[Saved entries]
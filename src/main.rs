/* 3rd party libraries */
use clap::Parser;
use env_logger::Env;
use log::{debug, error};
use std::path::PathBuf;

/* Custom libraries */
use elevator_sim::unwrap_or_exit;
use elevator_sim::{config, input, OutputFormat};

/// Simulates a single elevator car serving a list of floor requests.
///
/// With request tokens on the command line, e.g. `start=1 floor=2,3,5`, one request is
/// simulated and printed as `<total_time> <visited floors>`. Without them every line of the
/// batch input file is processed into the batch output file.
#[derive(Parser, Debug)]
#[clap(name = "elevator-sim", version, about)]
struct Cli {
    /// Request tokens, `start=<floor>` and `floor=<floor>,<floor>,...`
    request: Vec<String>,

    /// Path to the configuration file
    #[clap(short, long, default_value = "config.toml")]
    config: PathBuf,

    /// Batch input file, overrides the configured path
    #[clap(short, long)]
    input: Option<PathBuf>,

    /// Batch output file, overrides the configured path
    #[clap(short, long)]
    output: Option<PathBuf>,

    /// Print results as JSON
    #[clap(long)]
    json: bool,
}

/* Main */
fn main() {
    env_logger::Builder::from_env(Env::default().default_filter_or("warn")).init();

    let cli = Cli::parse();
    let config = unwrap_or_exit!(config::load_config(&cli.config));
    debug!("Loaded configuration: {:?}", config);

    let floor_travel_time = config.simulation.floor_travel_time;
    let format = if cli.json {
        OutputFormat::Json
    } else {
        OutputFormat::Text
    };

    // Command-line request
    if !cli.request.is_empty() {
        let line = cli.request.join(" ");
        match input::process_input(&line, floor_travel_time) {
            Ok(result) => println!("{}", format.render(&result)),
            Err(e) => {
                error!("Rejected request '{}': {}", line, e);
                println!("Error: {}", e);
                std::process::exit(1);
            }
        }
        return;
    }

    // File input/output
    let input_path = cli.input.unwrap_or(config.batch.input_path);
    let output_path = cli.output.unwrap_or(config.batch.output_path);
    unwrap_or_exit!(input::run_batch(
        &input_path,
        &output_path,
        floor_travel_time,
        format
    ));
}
* * *
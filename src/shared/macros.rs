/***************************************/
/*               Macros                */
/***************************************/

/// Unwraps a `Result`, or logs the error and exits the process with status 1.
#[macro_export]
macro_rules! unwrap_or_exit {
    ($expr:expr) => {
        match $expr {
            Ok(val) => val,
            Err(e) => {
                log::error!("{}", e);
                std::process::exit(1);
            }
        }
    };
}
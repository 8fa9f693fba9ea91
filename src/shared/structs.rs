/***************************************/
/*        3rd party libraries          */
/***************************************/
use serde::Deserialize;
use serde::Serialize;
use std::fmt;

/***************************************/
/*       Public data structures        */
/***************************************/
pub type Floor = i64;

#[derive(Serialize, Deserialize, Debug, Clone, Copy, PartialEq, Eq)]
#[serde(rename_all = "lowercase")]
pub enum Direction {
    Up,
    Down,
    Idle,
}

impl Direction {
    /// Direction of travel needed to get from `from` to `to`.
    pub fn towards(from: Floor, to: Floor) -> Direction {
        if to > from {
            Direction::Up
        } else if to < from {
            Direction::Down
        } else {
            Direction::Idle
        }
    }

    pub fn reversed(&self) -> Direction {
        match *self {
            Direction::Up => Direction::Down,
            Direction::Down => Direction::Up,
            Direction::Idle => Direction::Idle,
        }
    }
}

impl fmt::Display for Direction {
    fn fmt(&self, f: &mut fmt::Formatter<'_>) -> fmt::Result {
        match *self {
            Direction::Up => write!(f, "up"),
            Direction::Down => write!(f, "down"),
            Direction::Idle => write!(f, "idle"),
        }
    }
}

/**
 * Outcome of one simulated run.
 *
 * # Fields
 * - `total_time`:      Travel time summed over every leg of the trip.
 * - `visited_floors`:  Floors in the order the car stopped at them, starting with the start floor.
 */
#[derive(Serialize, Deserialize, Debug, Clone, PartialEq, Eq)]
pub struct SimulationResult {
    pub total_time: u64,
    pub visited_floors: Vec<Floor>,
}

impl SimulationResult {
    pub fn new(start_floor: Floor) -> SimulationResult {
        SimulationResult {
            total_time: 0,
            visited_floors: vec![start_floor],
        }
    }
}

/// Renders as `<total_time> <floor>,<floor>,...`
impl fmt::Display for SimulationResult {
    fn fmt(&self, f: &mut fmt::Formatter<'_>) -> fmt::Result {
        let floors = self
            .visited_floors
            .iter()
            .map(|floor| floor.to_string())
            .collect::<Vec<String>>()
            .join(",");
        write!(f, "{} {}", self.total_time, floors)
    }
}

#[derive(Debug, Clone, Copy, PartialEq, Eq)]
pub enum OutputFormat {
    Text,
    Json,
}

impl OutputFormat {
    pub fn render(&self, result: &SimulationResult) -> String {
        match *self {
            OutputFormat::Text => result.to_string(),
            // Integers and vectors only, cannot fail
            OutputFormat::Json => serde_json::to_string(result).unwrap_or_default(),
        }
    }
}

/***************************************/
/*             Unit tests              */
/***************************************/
==
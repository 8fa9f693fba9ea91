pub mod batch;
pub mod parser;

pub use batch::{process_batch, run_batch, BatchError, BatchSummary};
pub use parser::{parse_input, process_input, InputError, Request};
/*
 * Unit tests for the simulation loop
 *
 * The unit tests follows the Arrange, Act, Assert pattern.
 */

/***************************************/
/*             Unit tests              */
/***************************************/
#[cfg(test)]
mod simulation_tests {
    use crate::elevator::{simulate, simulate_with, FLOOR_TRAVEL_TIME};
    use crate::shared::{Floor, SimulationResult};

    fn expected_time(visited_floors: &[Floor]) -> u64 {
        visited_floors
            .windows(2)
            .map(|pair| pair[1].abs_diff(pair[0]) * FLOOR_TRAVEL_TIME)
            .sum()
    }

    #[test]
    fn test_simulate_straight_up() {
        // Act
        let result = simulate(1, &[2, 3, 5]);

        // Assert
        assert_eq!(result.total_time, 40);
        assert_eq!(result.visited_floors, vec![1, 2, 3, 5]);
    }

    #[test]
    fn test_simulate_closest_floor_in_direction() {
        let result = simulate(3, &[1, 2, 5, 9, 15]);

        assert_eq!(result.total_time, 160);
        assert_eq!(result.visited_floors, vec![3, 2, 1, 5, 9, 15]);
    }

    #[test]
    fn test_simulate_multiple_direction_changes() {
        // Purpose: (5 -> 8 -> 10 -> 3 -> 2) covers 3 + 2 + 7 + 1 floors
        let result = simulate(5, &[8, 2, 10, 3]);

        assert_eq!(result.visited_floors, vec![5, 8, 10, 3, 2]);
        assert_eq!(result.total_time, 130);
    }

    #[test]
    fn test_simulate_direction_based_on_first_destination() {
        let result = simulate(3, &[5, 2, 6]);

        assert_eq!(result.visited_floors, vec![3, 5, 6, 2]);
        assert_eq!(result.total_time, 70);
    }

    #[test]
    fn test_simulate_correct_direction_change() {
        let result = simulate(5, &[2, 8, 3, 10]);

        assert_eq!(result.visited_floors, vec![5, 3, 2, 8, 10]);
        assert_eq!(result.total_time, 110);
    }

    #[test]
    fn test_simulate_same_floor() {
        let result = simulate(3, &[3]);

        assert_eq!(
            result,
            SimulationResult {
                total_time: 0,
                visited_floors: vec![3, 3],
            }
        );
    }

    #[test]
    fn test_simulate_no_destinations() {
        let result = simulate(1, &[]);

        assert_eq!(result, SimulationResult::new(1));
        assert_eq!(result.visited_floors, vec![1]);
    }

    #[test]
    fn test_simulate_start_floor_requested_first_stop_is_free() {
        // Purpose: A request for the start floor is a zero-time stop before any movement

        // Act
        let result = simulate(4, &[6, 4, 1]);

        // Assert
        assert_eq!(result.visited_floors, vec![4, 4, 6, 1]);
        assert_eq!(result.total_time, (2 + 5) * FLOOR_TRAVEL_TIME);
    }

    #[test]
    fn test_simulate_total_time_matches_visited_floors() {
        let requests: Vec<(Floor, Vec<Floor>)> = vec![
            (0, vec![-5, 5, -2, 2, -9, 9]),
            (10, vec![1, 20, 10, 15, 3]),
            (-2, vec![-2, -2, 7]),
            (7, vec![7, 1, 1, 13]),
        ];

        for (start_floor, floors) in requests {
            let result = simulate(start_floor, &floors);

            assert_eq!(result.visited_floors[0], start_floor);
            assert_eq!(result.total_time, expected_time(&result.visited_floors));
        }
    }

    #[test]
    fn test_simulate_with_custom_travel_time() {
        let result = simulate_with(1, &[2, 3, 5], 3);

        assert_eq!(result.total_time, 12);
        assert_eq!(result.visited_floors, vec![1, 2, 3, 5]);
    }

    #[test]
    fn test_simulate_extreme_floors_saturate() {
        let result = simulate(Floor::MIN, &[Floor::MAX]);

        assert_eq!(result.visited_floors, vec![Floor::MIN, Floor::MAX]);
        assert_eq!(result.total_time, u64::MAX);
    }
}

• _Work order_:
The lines above from the one containing "filename src/main.rs" through the one containing "let cli = Cli::parse();" are to be set down exactly, and no others.

• _Answer space_:
filename src/main.rs
/* 3rd party libraries */
use clap::Parser;
use env_logger::Env;
use log::{debug, error};
use std::path::PathBuf;

/* Custom libraries */
use elevator_sim::unwrap_or_exit;
use elevator_sim::{config, input, OutputFormat};

/// Simulates a single elevator car serving a list of floor requests.
///
/// With request tokens on the command line, e.g. `start=1 floor=2,3,5`, one request is
/// simulated and printed as `<total_time> <visited floors>`. Without them every line of the
/// batch input file is processed into the batch output file.
#[derive(Parser, Debug)]
#[clap(name = "elevator-sim", version, about)]
struct Cli {
    /// Request tokens, `start=<floor>` and `floor=<floor>,<floor>,...`
    request: Vec<String>,

    /// Path to the configuration file
    #[clap(short, long, default_value = "config.toml")]
    config: PathBuf,

    /// Batch input file, overrides the configured path
    #[clap(short, long)]
    input: Option<PathBuf>,

    /// Batch output file, overrides the configured path
    #[clap(short, long)]
    output: Option<PathBuf>,

    /// Print results as JSON
    #[clap(long)]
    json: bool,
}

/* Main */
fn main() {
    env_logger::Builder::from_env(Env::default().default_filter_or("warn")).init();

    let cli = Cli::parse();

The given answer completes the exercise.